No. 22 – Houston Texans
- Position: Cornerback
- Roster status: Active

Personal information
- Born: November 5, 2003 (age 22) Palmdale, California, U.S.
- Listed height: 5 ft 11 in (1.80 m)
- Listed weight: 190 lb (86 kg)

Career information
- High school: Bishop Alemany (Mission Hills, California)
- College: USC (2021–2024)
- NFL draft: 2025 (3rd round, 97th overall pick)

Career history
- Houston Texans (2025–present);

Awards and highlights
- Third-team All-Big Ten (2024);

Career NFL statistics as of 2025
- Total tackles: 6
- Stats at Pro Football Reference

= Jaylin Smith =

American football player (born 2003)

Jaylin Smith (born November 5, 2003) is an American professional football cornerback for the Houston Texans of the National Football League (NFL).

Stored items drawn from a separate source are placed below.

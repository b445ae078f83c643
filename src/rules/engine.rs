//! First-applicable rule engine.
//!
//! One evaluation step applies exactly one rule: the first, in rank order,
//! whose precondition holds. A phase runs steps until no rule applies, or,
//! for selection, until a move has been chosen.

use crate::domain::Domain;
use crate::error::{DmeResult, RuleError};
use crate::state::InformationState;

use super::policy::ClarificationPolicy;
use super::{Phase, Rule, RuleContext, Transition, Turn};

/// What a phase run produced.
#[derive(Debug, Clone, PartialEq)]
pub struct PhaseOutcome {
    pub state: InformationState,
    pub turn: Turn,
    /// Names of the rules applied, in order.
    pub fired: Vec<&'static str>,
}

/// Applies rules of a phase to a fixpoint.
#[derive(Debug, Clone, Copy)]
pub struct RuleEngine {
    max_steps: usize,
}

impl RuleEngine {
    pub fn new(max_steps: usize) -> Self {
        Self { max_steps }
    }

    pub fn max_steps(&self) -> usize {
        self.max_steps
    }

    /// The first rule whose precondition holds.
    pub fn first_applicable<'r>(&self, rules: &'r [Rule], ctx: &RuleContext<'_>) -> Option<&'r Rule> {
        rules.iter().find(|r| (r.precondition)(ctx))
    }

    /// Apply a single rule. `Ok(None)` means no rule applies.
    pub fn step(&self, rules: &[Rule], ctx: &RuleContext<'_>) -> DmeResult<Option<(&'static str, Transition)>> {
        self.first_applicable(rules, ctx)
            .map(|rule| apply(rule, ctx).map(|t| (rule.name, t)))
            .transpose()
    }

    /// Run `phase` until it settles.
    pub fn run(
        &self,
        phase: Phase,
        rules: &[Rule],
        domain: &Domain,
        policy: &dyn ClarificationPolicy,
        state: InformationState,
        turn: Turn,
    ) -> DmeResult<PhaseOutcome> {
        let mut state = state;
        let mut turn = turn;
        let mut fired = Vec::new();

        loop {
            if phase == Phase::Selection && turn.output.is_some() {
                break;
            }
            let ctx = RuleContext {
                domain,
                policy,
                state: &state,
                turn: &turn,
            };
            let Some(rule) = self.first_applicable(rules, &ctx) else {
                break;
            };
            if fired.len() >= self.max_steps {
                return Err(RuleError::NoFixpoint {
                    phase: phase.to_string(),
                    steps: fired.len(),
                }
                .into());
            }
            let next = apply(rule, &ctx)?;
            tracing::debug!(rule = rule.name, %phase, step = fired.len(), "dme: applied rule");
            fired.push(rule.name);
            state = next.state;
            turn = next.turn;
        }

        Ok(PhaseOutcome { state, turn, fired })
    }
}

fn apply(rule: &Rule, ctx: &RuleContext<'_>) -> DmeResult<Transition> {
    (rule.effect)(ctx).map_err(|e| {
        RuleError::EffectFailed {
            rule: rule.name.to_string(),
            source: Box::new(e),
        }
        .into()
    })
}

#[cfg(test)]
mod tests {
    use std::sync::atomic::{AtomicUsize, Ordering};

    use super::*;
    use crate::error::{DmeError, DomainError};
    use crate::question::Value;
    use crate::rules::policy::AlwaysClarify;

    fn domain() -> Domain {
        Domain::builder("t").build().unwrap()
    }

    fn below_three(ctx: &RuleContext<'_>) -> bool {
        ctx.state.private().beliefs.len() < 3
    }

    fn add_belief(ctx: &RuleContext<'_>) -> DmeResult<Transition> {
        let (mut state, turn) = ctx.begin();
        let n = state.private().beliefs.len();
        state.set_belief(format!("b{n}"), Value::Number(n as i64));
        Ok(Transition::new(state, turn))
    }

    fn always(_: &RuleContext<'_>) -> bool {
        true
    }

    fn never(_: &RuleContext<'_>) -> bool {
        false
    }

    fn fail(_: &RuleContext<'_>) -> DmeResult<Transition> {
        Err(DomainError::UnknownTask { task: "x".into() }.into())
    }

    fn unchanged(ctx: &RuleContext<'_>) -> DmeResult<Transition> {
        let (state, turn) = ctx.begin();
        Ok(Transition::new(state, turn))
    }

    fn run(rules: &[Rule], max_steps: usize) -> DmeResult<PhaseOutcome> {
        RuleEngine::new(max_steps).run(
            Phase::Integration,
            rules,
            &domain(),
            &AlwaysClarify,
            InformationState::new(),
            Turn::default(),
        )
    }

    #[test]
    fn runs_to_fixpoint_one_rule_per_step() {
        let rules = [
            Rule::new("never", Phase::Integration, never, fail),
            Rule::new("add", Phase::Integration, below_three, add_belief),
        ];
        let out = run(&rules, 10).unwrap();
        assert_eq!(out.fired, vec!["add", "add", "add"]);
        assert_eq!(out.state.private().beliefs.len(), 3);
    }

    #[test]
    fn no_applicable_rule_is_a_noop() {
        let rules = [Rule::new("never", Phase::Integration, never, fail)];
        let out = run(&rules, 10).unwrap();
        assert!(out.fired.is_empty());
        assert_eq!(out.state, InformationState::new());
    }

    #[test]
    fn first_applicable_wins() {
        let rules = [
            Rule::new("first", Phase::Integration, below_three, add_belief),
            Rule::new("second", Phase::Integration, always, fail),
        ];
        let engine = RuleEngine::new(10);
        let d = domain();
        let state = InformationState::new();
        let turn = Turn::default();
        let ctx = RuleContext {
            domain: &d,
            policy: &AlwaysClarify,
            state: &state,
            turn: &turn,
        };
        assert_eq!(engine.first_applicable(&rules, &ctx).map(|r| r.name), Some("first"));
    }

    #[test]
    fn effect_failure_names_the_rule() {
        let rules = [Rule::new("boom", Phase::Integration, always, fail)];
        let err = run(&rules, 10).unwrap_err();
        match err {
            DmeError::Rule(RuleError::EffectFailed { rule, source }) => {
                assert_eq!(rule, "boom");
                assert!(matches!(*source, DmeError::Domain(DomainError::UnknownTask { .. })));
            }
            other => panic!("unexpected error: {other:?}"),
        }
    }

    #[test]
    fn step_cap_stops_before_the_next_effect() {
        static APPLIED: AtomicUsize = AtomicUsize::new(0);

        fn counted(ctx: &RuleContext<'_>) -> DmeResult<Transition> {
            APPLIED.fetch_add(1, Ordering::SeqCst);
            unchanged(ctx)
        }

        let rules = [Rule::new("counted", Phase::Integration, always, counted)];
        let err = run(&rules, 4).unwrap_err();
        assert!(matches!(
            err,
            DmeError::Rule(RuleError::NoFixpoint { steps: 4, .. })
        ));
        assert_eq!(APPLIED.load(Ordering::SeqCst), 4);
    }

    #[test]
    fn endless_phase_is_reported() {
        let rules = [Rule::new("spin", Phase::Integration, always, unchanged)];
        let err = run(&rules, 5).unwrap_err();
        assert!(matches!(
            err,
            DmeError::Rule(RuleError::NoFixpoint { steps: 5, .. })
        ));
    }
}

He played college football for the USC Trojans and was selected by the Texans in the third round of the 2025 NFL draft.

==Early life==
Smith attended Bishop Alemany High School in Los Angeles, California. Coming out of high school, he was rated as a four-star recruit and held offers from schools such as Alabama, Clemson, Michigan, Oregon, Texas, USC, and Washington. Smith committed to play college football for the USC Trojans.

==College career==
In his first three collegiate seasons from 2021 through 2023, Smith appeared in 33 games, where he totaled 123 tackles with nine being for a loss, two sacks, four pass deflections, an interception, and two forced fumbles for the Trojans. During the 2023 Holiday Bowl, he was named one of the game's MVPs after notching 12 solo tackles in a win over Louisville. In week six of the 2024 season, Smith notched four tackles with one being for a loss against Minnesota. Smith accepted an invite to play in the 2025 Senior Bowl.

==Professional career==

Smith was selected in the third round with the 97th pick of the 2025 NFL draft by the Houston Texans. He signed a four-year contract with the team on May 7, 2025. Smith was placed on season-ending injured reserve on November 5, due to a hamstring injury.

Pre-draft measurables
| Height | Weight | Arm length | Hand span | Wingspan | 40-yard dash | 10-yard split | 20-yard split | Vertical jump | Broad jump | Bench press |
| 5 ft 10+1⁄2 in (1.79 m) | 187 lb (85 kg) | 29+7⁄8 in (0.76 m) | 9+1⁄4 in (0.23 m) | 6 ft 3+1⁄4 in (1.91 m) | 4.45 s | 1.60 s | 2.64 s | 32.5 in (0.83 m) | 10 ft 2 in (3.10 m) | 15 reps |
All values from NFL Combine/Pro Day

== Personal life ==
In 2018, Smith appeared in Snoop Dogg's docu-series, Coach Snoop.

Smith has been in a relationship with Olympic gymnast Sunisa Lee since 2021, resulting in backlash from the Hmong-American community concerning the relationship.